*** Block opens ***

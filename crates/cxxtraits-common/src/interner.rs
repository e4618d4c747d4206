//! Name interner for record, enumeration and member identifiers.
//!
//! Declared names are interned once and passed around as `Atom` handles, so
//! comparing two names is an integer comparison. The interner is sharded so
//! that records can be declared from several threads without contending on
//! a single lock.

use rustc_hash::{FxHashMap, FxHasher};
use serde::Serialize;
use std::hash::{Hash, Hasher};
use std::sync::{Arc, RwLock};

/// An interned name.
///
/// Atoms are cheap to copy (just a u32) and can be compared with == in O(1).
/// To get the actual string, use `ShardedInterner::resolve(atom)`.
#[derive(Clone, Copy, Debug, PartialEq, Eq, Hash, Serialize, Default, PartialOrd, Ord)]
pub struct Atom(pub u32);

impl Atom {
    /// A sentinel value representing no name (anonymous records, unnamed members).
    pub const NONE: Atom = Atom(0);

    /// Check if this is the empty/none atom.
    #[inline]
    pub fn is_none(self) -> bool {
        self.0 == 0
    }

    /// Get the raw index value.
    #[inline]
    pub fn index(self) -> u32 {
        self.0
    }
}

const SHARD_BITS: u32 = 6;
const SHARD_COUNT: usize = 1 << SHARD_BITS;
const SHARD_MASK: u32 = (SHARD_COUNT as u32) - 1;

/// Names that show up in nearly every model: the standard library adapters
/// and the conventional member names used by the expression engine.
const COMMON_NAMES: &[&str] = &[
    "std::reference_wrapper",
    "std::unique_ptr",
    "std::shared_ptr",
    "std::function",
    "get",
    "swap",
    "operator()",
    "operator*",
    "operator=",
];

#[derive(Default)]
struct ShardState {
    map: FxHashMap<Arc<str>, Atom>,
    strings: Vec<Arc<str>>,
}

struct InternerShard {
    state: RwLock<ShardState>,
}

impl InternerShard {
    fn new() -> Self {
        InternerShard {
            state: RwLock::new(ShardState::default()),
        }
    }
}

/// Sharded name interner for concurrent use.
///
/// Uses fixed buckets to reduce lock contention while keeping Atom lookups O(1).
pub struct ShardedInterner {
    shards: [InternerShard; SHARD_COUNT],
}

impl ShardedInterner {
    /// Create a new sharded interner with the empty name pre-interned at index 0.
    pub fn new() -> Self {
        let shards = std::array::from_fn(|_| InternerShard::new());

        if let Ok(mut state) = shards[0].state.write() {
            let empty: Arc<str> = Arc::from("");
            state.strings.push(empty.clone());
            state.map.insert(empty, Atom::NONE);
        }

        ShardedInterner { shards }
    }

    /// Intern a name, returning its Atom handle.
    /// If the name was already interned, returns the existing Atom.
    #[inline]
    pub fn intern(&self, s: &str) -> Atom {
        if s.is_empty() {
            return Atom::NONE;
        }

        let shard_idx = Self::shard_for(s);
        let shard = &self.shards[shard_idx];
        let Ok(mut state) = shard.state.write() else {
            return Atom::NONE;
        };

        if let Some(&atom) = state.map.get(s) {
            return atom;
        }

        let local_index = state.strings.len() as u32;
        if local_index > (u32::MAX >> SHARD_BITS) {
            return Atom::NONE;
        }

        let atom = Self::make_atom(local_index, shard_idx as u32);
        let owned: Arc<str> = Arc::from(s);
        state.strings.push(owned.clone());
        state.map.insert(owned, atom);
        atom
    }

    /// Resolve an Atom back to its name.
    /// Returns the empty name if the atom is unknown.
    #[inline]
    pub fn resolve(&self, atom: Atom) -> Arc<str> {
        self.try_resolve(atom).unwrap_or_else(|| Arc::from(""))
    }

    /// Try to resolve an Atom, returning None if invalid.
    #[inline]
    pub fn try_resolve(&self, atom: Atom) -> Option<Arc<str>> {
        let (shard_idx, local_index) = Self::split_atom(atom);
        let shard = self.shards.get(shard_idx)?;
        let state = shard.state.read().ok()?;
        state.strings.get(local_index).cloned()
    }

    /// Get the number of interned names.
    #[inline]
    pub fn len(&self) -> usize {
        self.shards
            .iter()
            .map(|shard| {
                shard
                    .state
                    .read()
                    .map(|state| state.strings.len())
                    .unwrap_or(0)
            })
            .sum()
    }

    /// Check if the interner is empty (only has the empty name).
    #[inline]
    pub fn is_empty(&self) -> bool {
        self.len() <= 1
    }

    /// Pre-intern the names most models use.
    pub fn intern_common(&self) {
        for s in COMMON_NAMES {
            self.intern(s);
        }
    }

    #[inline]
    fn shard_for(s: &str) -> usize {
        let mut hasher = FxHasher::default();
        s.hash(&mut hasher);
        (hasher.finish() as usize) & (SHARD_COUNT - 1)
    }

    #[inline]
    fn make_atom(local_index: u32, shard_idx: u32) -> Atom {
        Atom((local_index << SHARD_BITS) | (shard_idx & SHARD_MASK))
    }

    #[inline]
    fn split_atom(atom: Atom) -> (usize, usize) {
        if atom == Atom::NONE {
            return (0, 0);
        }

        let raw = atom.0;
        let shard_idx = (raw & SHARD_MASK) as usize;
        let local_index = (raw >> SHARD_BITS) as usize;
        (shard_idx, local_index)
    }
}

impl Default for ShardedInterner {
    fn default() -> Self {
        Self::new()
    }
}

#[cfg(test)]
mod tests {
    use super::*;

    #[test]
    fn test_intern_is_idempotent() {
        let interner = ShardedInterner::new();
        let a = interner.intern("Widget");
        let b = interner.intern("Widget");
        assert_eq!(a, b);
        assert_eq!(&*interner.resolve(a), "Widget");
    }

    #[test]
    fn test_empty_name_is_none() {
        let interner = ShardedInterner::new();
        assert_eq!(interner.intern(""), Atom::NONE);
        assert!(Atom::NONE.is_none());
        assert_eq!(&*interner.resolve(Atom::NONE), "");
    }

    #[test]
    fn test_distinct_names_get_distinct_atoms() {
        let interner = ShardedInterner::new();
        interner.intern_common();
        let a = interner.intern("Base");
        let b = interner.intern("Derived");
        assert_ne!(a, b);
        assert!(interner.len() > COMMON_NAMES.len());
    }
}
use super::*;
use crate::TypeInterner;
use crate::capabilities::Capabilities;

fn method(db: &TypeInterner, class: TypeId, shape: FunctionShape) -> TypeId {
    db.member_pointer(class, db.function(shape))
}

#[test]
fn test_const_lvalue_member_function() {
    let db = TypeInterner::new();
    let widget = db.struct_("Widget").finish().expect("Widget is well-formed");
    let pmf = method(
        &db,
        widget,
        FunctionShape::new(TypeId::INT, vec![TypeId::DOUBLE, TypeId::CHAR])
            .with_cv(CvQualifiers::CONST)
            .with_ref(RefQualifier::LValue),
    );

    let traits = TraitSolver::new(&db)
        .member_pointer_traits(pmf)
        .expect("pointer to member function");
    assert_eq!(traits.qualifier, ReceiverQualifier::ConstLValue);
    assert_eq!(traits.class_type, db.lvalue_reference(db.qualified(widget, CvQualifiers::CONST)));
    assert_eq!(traits.return_type, TypeId::INT);
    assert_eq!(traits.params, vec![TypeId::DOUBLE, TypeId::CHAR]);
    assert_eq!(
        traits.signature,
        db.function(FunctionShape::new(TypeId::INT, vec![TypeId::DOUBLE, TypeId::CHAR]))
    );
    assert!(!traits.variadic);
}

#[test]
fn test_every_receiver_qualifier() {
    let db = TypeInterner::new();
    let widget = db.struct_("Widget").finish().expect("Widget is well-formed");
    let solver = TraitSolver::new(&db);
    for qualifier in ReceiverQualifier::ALL {
        assert_eq!(ReceiverQualifier::from_parts(qualifier.cv(), qualifier.ref_qualifier()), qualifier);

        let pmf = method(
            &db,
            widget,
            FunctionShape::new(TypeId::VOID, vec![])
                .with_cv(qualifier.cv())
                .with_ref(qualifier.ref_qualifier()),
        );
        let traits = solver.member_pointer_traits(pmf).expect("pointer to member function");
        assert_eq!(traits.qualifier, qualifier);

        let receiver = db.qualified(widget, qualifier.cv());
        let expected = match qualifier.ref_qualifier() {
            RefQualifier::None => receiver,
            RefQualifier::LValue => db.lvalue_reference(receiver),
            RefQualifier::RValue => db.rvalue_reference(receiver),
        };
        assert_eq!(traits.class_type, expected, "{qualifier:?}");
        assert_eq!(traits.signature, db.function(FunctionShape::new(TypeId::VOID, vec![])));
    }
}

#[test]
fn test_not_a_member_function_pointer() {
    let db = TypeInterner::new();
    let widget = db.struct_("Widget").finish().expect("Widget is well-formed");
    let solver = TraitSolver::new(&db);
    let function = db.function(FunctionShape::new(TypeId::INT, vec![]));
    assert_eq!(solver.member_pointer_traits(TypeId::INT), None);
    assert_eq!(solver.member_pointer_traits(db.member_pointer(widget, TypeId::INT)), None);
    assert_eq!(solver.member_pointer_traits(function), None);
    assert_eq!(solver.member_pointer_traits(db.pointer(function)), None);
}

#[test]
fn test_ref_qualified_requires_language_support() {
    let db = TypeInterner::new();
    let widget = db.struct_("Widget").finish().expect("Widget is well-formed");
    let solver = TraitSolver::with_capabilities(&db, Capabilities::none());
    let plain = method(&db, widget, FunctionShape::new(TypeId::INT, vec![]).with_cv(CvQualifiers::VOLATILE));
    let rvalue = method(&db, widget, FunctionShape::new(TypeId::INT, vec![]).with_ref(RefQualifier::RValue));

    let traits = solver.member_pointer_traits(plain).expect("unqualified receiver");
    assert_eq!(traits.qualifier, ReceiverQualifier::Volatile);
    assert_eq!(traits.class_type, db.qualified(widget, CvQualifiers::VOLATILE));
    assert_eq!(solver.member_pointer_traits(rvalue), None);
}

#[test]
fn test_signature_keeps_noexcept_and_ellipsis() {
    let db = TypeInterner::new();
    let widget = db.struct_("Widget").finish().expect("Widget is well-formed");
    let solver = TraitSolver::new(&db);

    let quiet = method(
        &db,
        widget,
        FunctionShape::new(TypeId::INT, vec![TypeId::DOUBLE])
            .with_cv(CvQualifiers::CONST)
            .noexcept(),
    );
    let traits = solver.member_pointer_traits(quiet).expect("pointer to member function");
    assert_eq!(
        traits.signature,
        db.function(FunctionShape::new(TypeId::INT, vec![TypeId::DOUBLE]).noexcept())
    );

    let log = method(&db, widget, FunctionShape::new(TypeId::VOID, vec![TypeId::INT]).variadic());
    let traits = solver.member_pointer_traits(log).expect("pointer to member function");
    assert!(traits.variadic);
    assert_eq!(traits.qualifier, ReceiverQualifier::None);
    assert_eq!(traits.class_type, widget);
    assert_eq!(
        traits.signature,
        db.function(FunctionShape::new(TypeId::VOID, vec![TypeId::INT]).variadic())
    );
}
use super::*;
use crate::types::{CvQualifiers, FunctionShape};
use std::io;
use std::sync::Mutex;

fn ask(solver: &TraitSolver<'_>, kind: TraitKind, ty: TypeId, args: &[TypeId]) -> TraitAnswer {
    solver
        .query(kind, ty, args)
        .unwrap_or_else(|err| panic!("{} rejected: {err}", kind.name()))
}

// =============================================================================
// Dispatch
// =============================================================================

#[test]
fn test_query_answers_each_kind_of_trait() {
    let db = TypeInterner::with_target(TargetInfo::lp64());
    let solver = TraitSolver::new(&db);
    let const_int = db.qualified(TypeId::INT, CvQualifiers::CONST);

    assert_eq!(ask(&solver, TraitKind::IsVoid, TypeId::VOID, &[]), TraitAnswer::Bool(true));
    assert_eq!(ask(&solver, TraitKind::IsConst, const_int, &[]), TraitAnswer::Bool(true));
    assert_eq!(
        ask(&solver, TraitKind::IsSame, TypeId::INT, &[const_int]),
        TraitAnswer::Bool(false)
    );
    assert_eq!(
        ask(&solver, TraitKind::RemoveConst, const_int, &[]),
        TraitAnswer::Type(TypeId::INT)
    );
    assert_eq!(
        ask(&solver, TraitKind::MakeUnsigned, TypeId::INT, &[]),
        TraitAnswer::Type(TypeId::UNSIGNED_INT)
    );
    assert_eq!(
        ask(&solver, TraitKind::SizeOf, TypeId::INT, &[]),
        TraitAnswer::Value(IntegralConstant::new(4, TypeId::UNSIGNED_LONG))
    );
    assert_eq!(ask(&solver, TraitKind::SizeOf, TypeId::VOID, &[]), TraitAnswer::Inapplicable);
    assert_eq!(ask(&solver, TraitKind::AlignmentOf, TypeId::DOUBLE, &[]).as_value(), Some(8));

    let matrix = db.array(db.array(TypeId::INT, Some(3)), Some(5));
    assert_eq!(ask(&solver, TraitKind::Rank, matrix, &[]).as_value(), Some(2));
    assert_eq!(ask(&solver, TraitKind::Extent(0), matrix, &[]).as_value(), Some(5));
    assert_eq!(ask(&solver, TraitKind::Extent(1), matrix, &[]).as_value(), Some(3));
    assert_eq!(ask(&solver, TraitKind::Extent(2), matrix, &[]).as_value(), Some(0));
}

#[test]
fn test_common_type_over_the_whole_pack() {
    let db = TypeInterner::new();
    let solver = TraitSolver::new(&db);
    assert_eq!(
        ask(&solver, TraitKind::CommonType, TypeId::INT, &[TypeId::LONG, TypeId::SHORT]),
        TraitAnswer::Type(TypeId::LONG)
    );
    assert_eq!(
        ask(&solver, TraitKind::CommonType, TypeId::INT, &[]),
        TraitAnswer::Type(TypeId::INT)
    );
    assert_eq!(
        ask(&solver, TraitKind::CommonType, TypeId::INT, &[db.pointer(TypeId::INT)]),
        TraitAnswer::Inapplicable
    );
}

#[test]
fn test_invocation_queries() {
    let db = TypeInterner::new();
    let solver = TraitSolver::new(&db);
    let halve = db.function(FunctionShape::new(TypeId::DOUBLE, vec![TypeId::INT]));
    let halve_ptr = db.pointer(halve);

    assert_eq!(
        ask(&solver, TraitKind::IsInvocable, halve_ptr, &[TypeId::INT]),
        TraitAnswer::Bool(true)
    );
    assert_eq!(ask(&solver, TraitKind::IsInvocable, halve_ptr, &[]), TraitAnswer::Bool(false));
    assert_eq!(
        ask(&solver, TraitKind::InvokeResult, halve_ptr, &[TypeId::INT]),
        TraitAnswer::Type(TypeId::DOUBLE)
    );
    assert_eq!(ask(&solver, TraitKind::InvokeResult, TypeId::INT, &[]), TraitAnswer::Inapplicable);

    // The queried type is the result; the callable leads the pack.
    assert_eq!(
        ask(&solver, TraitKind::IsInvocableR, TypeId::LONG, &[halve_ptr, TypeId::INT]),
        TraitAnswer::Bool(true)
    );
    assert_eq!(
        ask(&solver, TraitKind::IsInvocableR, TypeId::VOID, &[halve_ptr, TypeId::INT]),
        TraitAnswer::Bool(true)
    );
    assert_eq!(
        ask(&solver, TraitKind::IsInvocableR, db.pointer(TypeId::INT), &[halve_ptr, TypeId::INT]),
        TraitAnswer::Bool(false)
    );
    assert_eq!(
        ask(&solver, TraitKind::IsInvocableR, halve_ptr, &[TypeId::LONG, TypeId::INT]),
        TraitAnswer::Bool(false)
    );
}

#[test]
fn test_contract_violations_are_errors() {
    let db = TypeInterner::new();
    let solver = TraitSolver::new(&db);
    assert_eq!(
        solver.query(TraitKind::MakeSigned, TypeId::FLOAT, &[]),
        Err(TraitError::NotIntegral {
            trait_name: "make_signed",
            ty: "float".to_string()
        })
    );
    assert!(matches!(
        solver.query(TraitKind::MakeUnsigned, TypeId::BOOL, &[]),
        Err(TraitError::NotIntegral { trait_name: "make_unsigned", .. })
    ));
    assert_eq!(
        solver.query(TraitKind::UnderlyingType, TypeId::INT, &[]),
        Err(TraitError::NotEnum {
            ty: "int".to_string()
        })
    );
    assert_eq!(solver.cached_answers(), 0);
}

// =============================================================================
// Arity
// =============================================================================

#[test]
fn test_arity_checks() {
    let db = TypeInterner::new();
    let solver = TraitSolver::new(&db);

    let pack = vec![TypeId::INT; MAX_TRAIT_ARITY + 1];
    assert_eq!(
        solver.query(TraitKind::IsConstructible, TypeId::INT, &pack),
        Err(TraitError::ArityExceeded {
            trait_name: "is_constructible",
            given: 17,
            max: 16
        })
    );
    assert!(
        solver
            .query(TraitKind::IsConstructible, TypeId::INT, &pack[..MAX_TRAIT_ARITY])
            .is_ok()
    );

    assert_eq!(
        solver.query(TraitKind::IsVoid, TypeId::VOID, &[TypeId::INT]),
        Err(TraitError::ArityMismatch {
            trait_name: "is_void",
            expected: "exactly 0",
            given: 1
        })
    );
    assert_eq!(
        solver.query(TraitKind::IsSame, TypeId::INT, &[]),
        Err(TraitError::ArityMismatch {
            trait_name: "is_same",
            expected: "exactly 1",
            given: 0
        })
    );
    assert_eq!(
        solver.query(TraitKind::IsInvocableR, TypeId::INT, &[]),
        Err(TraitError::ArityMismatch {
            trait_name: "is_invocable_r",
            expected: "at least 1",
            given: 0
        })
    );
    assert_eq!(
        TraitKind::Extent(1).check_arity(1),
        Err(TraitError::ArityMismatch {
            trait_name: "extent",
            expected: "exactly 0",
            given: 1
        })
    );
    assert!(TraitKind::InvokeResult.check_arity(0).is_ok());
    assert!(TraitKind::IsNothrowInvocableR.check_arity(3).is_ok());
}

#[test]
fn arity_error_messages() {
    let err = TraitKind::IsAssignable.check_arity(2).unwrap_err();
    assert_eq!(err.to_string(), "is_assignable expects exactly 1 argument types, got 2");
    let err = TraitKind::CommonType.check_arity(20).unwrap_err();
    assert_eq!(err.to_string(), "common_type accepts at most 16 argument types, got 20");
}

// =============================================================================
// Memoization
// =============================================================================

#[test]
fn test_answers_are_memoized() {
    let db = TypeInterner::new();
    let solver = TraitSolver::new(&db);
    assert_eq!(solver.cached_answers(), 0);

    let first = ask(&solver, TraitKind::IsConvertible, TypeId::INT, &[TypeId::LONG]);
    assert_eq!(solver.cached_answers(), 1);
    let again = ask(&solver, TraitKind::IsConvertible, TypeId::INT, &[TypeId::LONG]);
    assert_eq!(first, again);
    assert_eq!(solver.cached_answers(), 1);

    // Argument order is part of the key.
    ask(&solver, TraitKind::IsConvertible, TypeId::LONG, &[TypeId::INT]);
    ask(&solver, TraitKind::IsNothrowConvertible, TypeId::INT, &[TypeId::LONG]);
    assert_eq!(solver.cached_answers(), 3);

    assert!(solver.query(TraitKind::IsSame, TypeId::INT, &[]).is_err());
    assert!(solver.query(TraitKind::MakeSigned, TypeId::DOUBLE, &[]).is_err());
    assert_eq!(solver.cached_answers(), 3);

    solver.clear_cache();
    assert_eq!(solver.cached_answers(), 0);
    assert_eq!(ask(&solver, TraitKind::IsConvertible, TypeId::INT, &[TypeId::LONG]), first);
}

#[test]
fn test_extent_dimension_is_part_of_the_key() {
    let db = TypeInterner::new();
    let solver = TraitSolver::new(&db);
    let grid = db.array(db.array(TypeId::CHAR, Some(2)), Some(7));
    assert_eq!(ask(&solver, TraitKind::Extent(0), grid, &[]).as_value(), Some(7));
    assert_eq!(ask(&solver, TraitKind::Extent(1), grid, &[]).as_value(), Some(2));
    assert_eq!(solver.cached_answers(), 2);
}

// =============================================================================
// Answers
// =============================================================================

#[test]
fn test_answer_accessors_and_display() {
    let value = TraitAnswer::Value(IntegralConstant::new(12, TypeId::UNSIGNED_LONG));
    assert_eq!(value.as_value(), Some(12));
    assert_eq!(value.as_bool(), None);
    assert_eq!(value.to_string(), "12");

    let yes = TraitAnswer::Bool(true);
    assert_eq!(yes.as_bool(), Some(true));
    assert_eq!(yes.as_type(), None);
    assert_eq!(yes.to_string(), "true");

    let ty = TraitAnswer::Type(TypeId::INT);
    assert_eq!(ty.as_type(), Some(TypeId::INT));
    assert_eq!(ty.to_string(), format!("type#{}", TypeId::INT.0));

    assert_eq!(TraitAnswer::Inapplicable.as_type(), None);
    assert_eq!(TraitAnswer::Inapplicable.to_string(), "inapplicable");
}

#[test]
fn trait_names_are_snake_case() {
    assert_eq!(TraitKind::IsVoid.name(), "is_void");
    assert_eq!(TraitKind::SizeOf.name(), "sizeof");
    assert_eq!(TraitKind::HasUniqueObjectRepresentations.name(), "has_unique_object_representations");
    assert_eq!(TraitKind::Extent(3).name(), "extent");
}

// =============================================================================
// Configuration
// =============================================================================

#[test]
fn test_solver_config_defaults() {
    let config = SolverConfig::default();
    assert_eq!(config.target, TargetInfo::lp64());
    assert_eq!(config.capabilities, Capabilities::all());
    assert_eq!(SolverConfig::from_json("{}").expect("empty config"), config);
    assert!(SolverConfig::from_json("{\"target\": 3}").is_err());
}

#[test]
fn test_solver_config_round_trips_through_json() {
    let config = SolverConfig {
        target: TargetInfo::ilp32(),
        capabilities: Capabilities::none().with_features(Features::NOEXCEPT),
    };
    let text = serde_json::to_string(&config).expect("serializable");
    let parsed = SolverConfig::from_json(&text).expect("parses back");
    assert_eq!(parsed, config);

    let db = parsed.interner();
    assert_eq!(db.target(), &TargetInfo::ilp32());
    let solver = TraitSolver::with_config(&db, &parsed);
    assert!(solver.has_feature(Features::NOEXCEPT));
    assert!(!solver.has_feature(Features::INT128));
    assert!(!solver.has_builtin(Builtins::IS_EMPTY));
    assert_eq!(ask(&solver, TraitKind::SizeOf, db.pointer(TypeId::INT), &[]).as_value(), Some(4));
}

#[test]
fn test_config_for_another_target_keeps_the_database_model() {
    let db = TypeInterner::with_target(TargetInfo::llp64());
    let solver = TraitSolver::with_config(&db, &SolverConfig::default());
    assert_eq!(ask(&solver, TraitKind::SizeOf, TypeId::LONG, &[]).as_value(), Some(4));
}

// =============================================================================
// Capabilities
// =============================================================================

#[test]
fn test_fallbacks_agree_with_intrinsics() {
    let db = TypeInterner::new();
    let widget = db
        .struct_("Widget")
        .field("n", TypeId::INT)
        .finish()
        .expect("Widget is well-formed");
    let derived = db.struct_("Derived").base(widget).finish().expect("Derived is well-formed");
    let color = db.enumeration("Color", true, None, (0, 3));
    let bits = db.union("Bits").field("n", TypeId::INT).finish().expect("Bits is well-formed");

    let full = TraitSolver::new(&db);
    let legacy = TraitSolver::with_capabilities(&db, Capabilities::none().with_features(Features::all()));
    let queries: Vec<(TraitKind, TypeId, Vec<TypeId>)> = vec![
        (TraitKind::IsClass, widget, vec![]),
        (TraitKind::IsClass, bits, vec![]),
        (TraitKind::IsUnion, bits, vec![]),
        (TraitKind::IsEnum, color, vec![]),
        (TraitKind::IsEnum, TypeId::INT, vec![]),
        (TraitKind::IsBaseOf, widget, vec![derived]),
        (TraitKind::IsBaseOf, derived, vec![widget]),
        (TraitKind::IsConvertible, derived, vec![widget]),
        (TraitKind::IsConstructible, widget, vec![]),
        (TraitKind::IsConstructible, widget, vec![TypeId::INT]),
        (TraitKind::IsNothrowCopyConstructible, widget, vec![]),
        (TraitKind::IsCopyAssignable, widget, vec![]),
        (TraitKind::IsDestructible, widget, vec![]),
        (TraitKind::IsTriviallyDestructible, widget, vec![]),
        (TraitKind::IsSwappable, widget, vec![]),
        (TraitKind::IsFunction, db.function(FunctionShape::new(TypeId::VOID, vec![])), vec![]),
    ];
    for (kind, ty, args) in &queries {
        assert_eq!(
            full.query(*kind, *ty, args),
            legacy.query(*kind, *ty, args),
            "{} disagrees",
            kind.name()
        );
    }
}

// =============================================================================
// Tracing
// =============================================================================

#[derive(Clone, Default)]
struct Captured(Arc<Mutex<Vec<u8>>>);

impl io::Write for Captured {
    fn write(&mut self, buf: &[u8]) -> io::Result<usize> {
        self.0.lock().expect("capture lock poisoned").extend_from_slice(buf);
        Ok(buf.len())
    }

    fn flush(&mut self) -> io::Result<()> {
        Ok(())
    }
}

#[test]
fn test_query_events_are_structured_json() {
    let captured = Captured::default();
    let writer = captured.clone();
    let subscriber = tracing_subscriber::fmt()
        .json()
        .with_env_filter(tracing_subscriber::EnvFilter::new("cxxtraits::query_json=trace"))
        .with_writer(move || writer.clone())
        .finish();

    tracing::subscriber::with_default(subscriber, || {
        let db = TypeInterner::new();
        let solver = TraitSolver::new(&db);
        let _ = solver.query(TraitKind::IsVoid, TypeId::VOID, &[]);
        let _ = solver.query(TraitKind::IsVoid, TypeId::VOID, &[]);
        let _ = solver.query(TraitKind::IsSame, TypeId::INT, &[]);
    });

    let bytes = captured.0.lock().expect("capture lock poisoned").clone();
    let text = String::from_utf8(bytes).expect("utf-8 output");
    let events: Vec<serde_json::Value> = text
        .lines()
        .map(|line| serde_json::from_str(line).expect("one JSON object per line"))
        .collect();
    let phases: Vec<&str> = events
        .iter()
        .filter_map(|event| event["fields"]["phase"].as_str())
        .collect();
    assert_eq!(phases, ["start", "end", "start", "end", "start", "rejected"]);

    let hits: Vec<bool> = events
        .iter()
        .filter_map(|event| event["fields"]["cache_hit"].as_bool())
        .collect();
    assert_eq!(hits, [false, true]);
    assert!(events.iter().all(|event| event["target"] == "cxxtraits::query_json"));
    assert_eq!(events[1]["fields"]["answer"], "true");
    assert_eq!(events[5]["fields"]["op"], "is_same");
}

*** Block closes ***

Among the lines of the data above, find those with the word "hits" and show them.

Response:
    let hits: Vec<bool> = events
    assert_eq!(hits, [false, true]);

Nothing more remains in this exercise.